You could soak it in water for a while, beat it with a chain, or smear dirt into it (that works well).


----------



## Rocky (May 4, 2004)

Zombie-F said:


> or smear dirt into it (that works well).


But then if it rains it would look disgusting don't ya think? And could I use wood ashes?


----------



## ScareFX (Aug 18, 2004)

If you want the wood to be a weathered grey, just water down some black paint until it's just a wash. It should be very thin. Thin enough so you can still see the grain of the wood when you apply it. Then water down some grey paint and hit a second or third time. 

If the coat you put on is too thick, you can use a water hose and sprinkle over the paint while it is still wet to get some runs and thin it out.

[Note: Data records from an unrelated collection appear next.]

//! The projects form panel.
//!
//! Renders an editable list of project records and turns key/mouse events into
//! replacement lists. The panel owns no project data: it is handed the current
//! list on every call and reports each edit as a complete new list — the caller
//! applies it and renders again with the result. The only state kept here is
//! UI-local: focus, cursor column, scroll offset, hover, and the hit-test layout
//! cached from the last render.
//!
//! Keyboard model: Tab/Shift-Tab (or Down/Up outside text) walk the focus order,
//! Enter activates buttons and advances out of text fields, printable keys and
//! Backspace/Delete edit the focused field in place. Every edit reports exactly
//! one replacement list.

mod render;

use crossterm::event::{KeyCode, KeyEvent, MouseButton, MouseEvent, MouseEventKind};

use crate::ids::IdSource;
use crate::projects::{
    add_bullet, add_project, remove_bullet, remove_project, update_bullet, update_field, Project,
    ScalarField,
};

pub use render::{render_projects_form, BulletHitArea, ProjectHitArea, ProjectsFormLayout};

/// One interactive element of the form. Doubles as the focus target and the
/// mouse hit-test result; identified by project id (stable across edits) plus a
/// bullet index where needed.
#[derive(Debug, Clone, PartialEq, Eq)]
pub enum FormTarget {
    /// The panel-level add button
    AddProject,
    /// A project's remove button (rendered only when more than one project exists)
    RemoveProject { id: String },
    /// One of a project's scalar field inputs
    Field { id: String, field: ScalarField },
    /// A project's add-description button
    AddBullet { id: String },
    /// One description text area
    Bullet { id: String, index: usize },
    /// A bullet's remove button (rendered only when the project has several)
    RemoveBullet { id: String, index: usize },
}

impl FormTarget {
    /// Whether this target is a text widget (receives character input).
    fn is_text(&self) -> bool {
        matches!(self, FormTarget::Field { .. } | FormTarget::Bullet { .. })
    }
}

/// Focus order for the current list: panel button first, then per project its
/// remove button, the three scalar fields, the add-description button, and each
/// bullet with its remove button. Policy-hidden buttons are skipped entirely.
pub fn focus_targets(projects: &[Project]) -> Vec<FormTarget> {
    let mut targets = vec![FormTarget::AddProject];
    for p in projects {
        if projects.len() > 1 {
            targets.push(FormTarget::RemoveProject { id: p.id.clone() });
        }
        for field in [ScalarField::Name, ScalarField::Duration, ScalarField::Technologies] {
            targets.push(FormTarget::Field { id: p.id.clone(), field });
        }
        targets.push(FormTarget::AddBullet { id: p.id.clone() });
        for index in 0..p.bullets.len() {
            targets.push(FormTarget::Bullet { id: p.id.clone(), index });
            if p.bullets.len() > 1 {
                targets.push(FormTarget::RemoveBullet { id: p.id.clone(), index });
            }
        }
    }
    targets
}

/// UI-local state of the projects form.
#[derive(Debug, Default)]
pub struct ProjectsFormState {
    /// Focused element, if any
    pub focus: Option<FormTarget>,
    /// Cursor column (in characters) within the focused text widget
    pub cursor: usize,
    /// Rows scrolled off the top of the card area
    pub scroll: u16,
    /// Current mouse position, for hover feedback
    pub hover: Option<(u16, u16)>,
    /// Hit-test layout cached from the last render
    pub last_layout: ProjectsFormLayout,
}

impl ProjectsFormState {
    pub fn new() -> Self {
        Self::default()
    }

    /// Handle a key event against the current list.
    ///
    /// Returns the replacement list when the interaction edited something —
    /// the reporting channel; navigation returns `None`.
    pub fn handle_key(
        &mut self,
        key: KeyEvent,
        projects: &[Project],
        ids: &mut dyn IdSource,
    ) -> Option<Vec<Project>> {
        self.ensure_focus(projects);

        match key.code {
            KeyCode::Tab => {
                self.focus_next(projects);
                None
            }
            KeyCode::BackTab => {
                self.focus_prev(projects);
                None
            }
            KeyCode::Down => {
                self.focus_next(projects);
                None
            }
            KeyCode::Up => {
                self.focus_prev(projects);
                None
            }
            KeyCode::Enter => self.activate(projects, ids),
            KeyCode::Char(c) => self.edit_text(projects, |value, cursor| {
                let mut chars: Vec<char> = value.chars().collect();
                let at = cursor.min(chars.len());
                chars.insert(at, c);
                (chars.into_iter().collect(), at + 1)
            }),
            KeyCode::Backspace => self.edit_text(projects, |value, cursor| {
                let mut chars: Vec<char> = value.chars().collect();
                let at = cursor.min(chars.len());
                if at == 0 {
                    return (value.to_string(), 0);
                }
                chars.remove(at - 1);
                (chars.into_iter().collect(), at - 1)
            }),
            KeyCode::Delete => self.edit_text(projects, |value, cursor| {
                let mut chars: Vec<char> = value.chars().collect();
                let at = cursor.min(chars.len());
                if at < chars.len() {
                    chars.remove(at);
                }
                (chars.into_iter().collect(), at)
            }),
            KeyCode::Left => {
                self.cursor = self.cursor.saturating_sub(1);
                None
            }
            KeyCode::Right => {
                let len = self.focused_value(projects).map_or(0, |v| v.chars().count());
                self.cursor = (self.cursor + 1).min(len);
                None
            }
            KeyCode::Home => {
                self.cursor = 0;
                None
            }
            KeyCode::End => {
                self.cursor = self.focused_value(projects).map_or(0, |v| v.chars().count());
                None
            }
            _ => None,
        }
    }

    /// Handle a mouse event against the layout cached from the last render.
    pub fn handle_mouse(
        &mut self,
        mouse: MouseEvent,
        projects: &[Project],
        ids: &mut dyn IdSource,
    ) -> Option<Vec<Project>> {
        match mouse.kind {
            MouseEventKind::Moved => {
                self.hover = Some((mouse.column, mouse.row));
                None
            }
            MouseEventKind::ScrollDown => {
                self.scroll_by(3);
                None
            }
            MouseEventKind::ScrollUp => {
                self.scroll_by(-3);
                None
            }
            MouseEventKind::Down(MouseButton::Left) => {
                let hit = self.last_layout.hit_test(mouse.column, mouse.row)?;
                if hit.is_text() {
                    let len = value_of(projects, &hit).map_or(0, |v| v.chars().count());
                    self.focus = Some(hit);
                    self.cursor = len;
                    None
                } else {
                    self.focus = Some(hit);
                    self.activate(projects, ids)
                }
            }
            _ => None,
        }
    }

    /// Apply the focused button, or advance past a text widget.
    fn activate(&mut self, projects: &[Project], ids: &mut dyn IdSource) -> Option<Vec<Project>> {
        let focus = self.focus.clone()?;
        let next = match &focus {
            FormTarget::AddProject => add_project(projects, ids),
            FormTarget::RemoveProject { id } => remove_project(projects, id),
            FormTarget::AddBullet { id } => add_bullet(projects, id),
            FormTarget::RemoveBullet { id, index } => remove_bullet(projects, id, *index),
            FormTarget::Field { .. } | FormTarget::Bullet { .. } => {
                self.focus_next(projects);
                return None;
            }
        };

        // Land somewhere useful after structural edits
        match focus {
            FormTarget::AddProject => {
                if let Some(p) = next.last() {
                    self.focus = Some(FormTarget::Field {
                        id: p.id.clone(),
                        field: ScalarField::Name,
                    });
                    self.cursor = 0;
                }
            }
            FormTarget::AddBullet { id } => {
                if let Some(p) = next.iter().find(|p| p.id == id) {
                    self.focus = Some(FormTarget::Bullet {
                        id,
                        index: p.bullets.len() - 1,
                    });
                    self.cursor = 0;
                }
            }
            _ => {}
        }

        self.reconcile(&next);
        Some(next)
    }

    /// Run an in-place edit of the focused text widget and report the
    /// replacement list.
    fn edit_text(
        &mut self,
        projects: &[Project],
        edit: impl FnOnce(&str, usize) -> (String, usize),
    ) -> Option<Vec<Project>> {
        let focus = self.focus.clone()?;
        let value = value_of(projects, &focus)?;
        let (new_value, new_cursor) = edit(value, self.cursor);
        if new_value == value {
            return None;
        }
        self.cursor = new_cursor;
        let next = match &focus {
            FormTarget::Field { id, field } => update_field(projects, id, *field, &new_value),
            FormTarget::Bullet { id, index } => update_bullet(projects, id, *index, &new_value),
            _ => return None,
        };
        Some(next)
    }

    /// Focus the first target if nothing is focused yet.
    fn ensure_focus(&mut self, projects: &[Project]) {
        if self.focus.is_none() {
            self.focus = focus_targets(projects).into_iter().next();
            self.cursor = 0;
        }
    }

    fn focus_next(&mut self, projects: &[Project]) {
        self.focus_step(projects, 1);
    }

    fn focus_prev(&mut self, projects: &[Project]) {
        self.focus_step(projects, -1);
    }

    fn focus_step(&mut self, projects: &[Project], step: isize) {
        let targets = focus_targets(projects);
        if targets.is_empty() {
            self.focus = None;
            return;
        }
        let current = self
            .focus
            .as_ref()
            .and_then(|f| targets.iter().position(|t| t == f));
        let next_index = match current {
            Some(i) => (i as isize + step).rem_euclid(targets.len() as isize) as usize,
            None => 0,
        };
        self.focus = Some(targets[next_index].clone());
        self.cursor = self
            .focused_value(projects)
            .map_or(0, |v| v.chars().count());
    }

    /// Repair focus and cursor after the list changed shape: clamp bullet
    /// indices, retarget policy-hidden buttons, fall back to the panel button
    /// when the focused project is gone.
    pub fn reconcile(&mut self, projects: &[Project]) {
        let focus = match self.focus.take() {
            Some(f) => f,
            None => return,
        };

        let project_of = |id: &str| projects.iter().find(|p| p.id == id);
        let repaired = match focus {
            FormTarget::AddProject => Some(FormTarget::AddProject),
            FormTarget::RemoveProject { id } => match project_of(&id) {
                Some(_) if projects.len() > 1 => Some(FormTarget::RemoveProject { id }),
                Some(_) => Some(FormTarget::Field { id, field: ScalarField::Name }),
                None => Some(FormTarget::AddProject),
            },
            FormTarget::Field { id, field } => match project_of(&id) {
                Some(_) => Some(FormTarget::Field { id, field }),
                None => Some(FormTarget::AddProject),
            },
            FormTarget::AddBullet { id } => match project_of(&id) {
                Some(_) => Some(FormTarget::AddBullet { id }),
                None => Some(FormTarget::AddProject),
            },
            FormTarget::Bullet { id, index } => match project_of(&id) {
                Some(p) => Some(FormTarget::Bullet {
                    id,
                    index: index.min(p.bullets.len() - 1),
                }),
                None => Some(FormTarget::AddProject),
            },
            FormTarget::RemoveBullet { id, index } => match project_of(&id) {
                Some(p) if p.bullets.len() > 1 => Some(FormTarget::RemoveBullet {
                    id,
                    index: index.min(p.bullets.len() - 1),
                }),
                Some(p) => Some(FormTarget::Bullet {
                    id,
                    index: index.min(p.bullets.len() - 1),
                }),
                None => Some(FormTarget::AddProject),
            },
        };

        self.focus = repaired;
        let len = self.focused_value(projects).map_or(0, |v| v.chars().count());
        self.cursor = self.cursor.min(len);
    }

    /// Value of the focused text widget, if the focus is on one.
    fn focused_value<'a>(&self, projects: &'a [Project]) -> Option<&'a str> {
        self.focus.as_ref().and_then(|f| value_of(projects, f))
    }

    fn scroll_by(&mut self, delta: i16) {
        let max = self
            .last_layout
            .content_height
            .saturating_sub(self.last_layout.viewport.height);
        self.scroll = (self.scroll as i32 + delta as i32).clamp(0, max as i32) as u16;
    }
}

/// Look up the text behind a target, if it is a text widget.
fn value_of<'a>(projects: &'a [Project], target: &FormTarget) -> Option<&'a str> {
    match target {
        FormTarget::Field { id, field } => {
            let p = projects.iter().find(|p| p.id == *id)?;
            Some(match field {
                ScalarField::Name => p.name.as_str(),
                ScalarField::Technologies => p.technologies.as_str(),
                ScalarField::Duration => p.duration.as_str(),
            })
        }
        FormTarget::Bullet { id, index } => {
            let p = projects.iter().find(|p| p.id == *id)?;
            p.bullets.get(*index).map(|b| b.as_str())
        }
        _ => None,
    }
}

I weathered some new wood this way and got a very acceptable result.


----------



## Mollins (Aug 16, 2005)

oh, and id suggest bathing it in coffee, if you possibly can


----------



## Rocky (May 4, 2004)

Thanks for the tips! I'll try something and see how it turns out.


----------



## Rocky (May 4, 2004)

Here's a picture of the cabin I was talking about. I think I will try what ScareFX said i.e. water down some grey paint. Or maybe I'll just leave it as it is as I'm not sure yet... Also Zombie if you read this: you know the casket you built for your cemetery, what did you do to have that finished texture? Did you use paint at all?


----------



## Zombie-F (Apr 12, 2004)

No paint. I just burned it with a torch a little. You just touch the surface of the wood with the flame so it burns it but doesn't set it on fire. Then, I just let mother nature do her worst for about a month before I set it out in the cemetery.


----------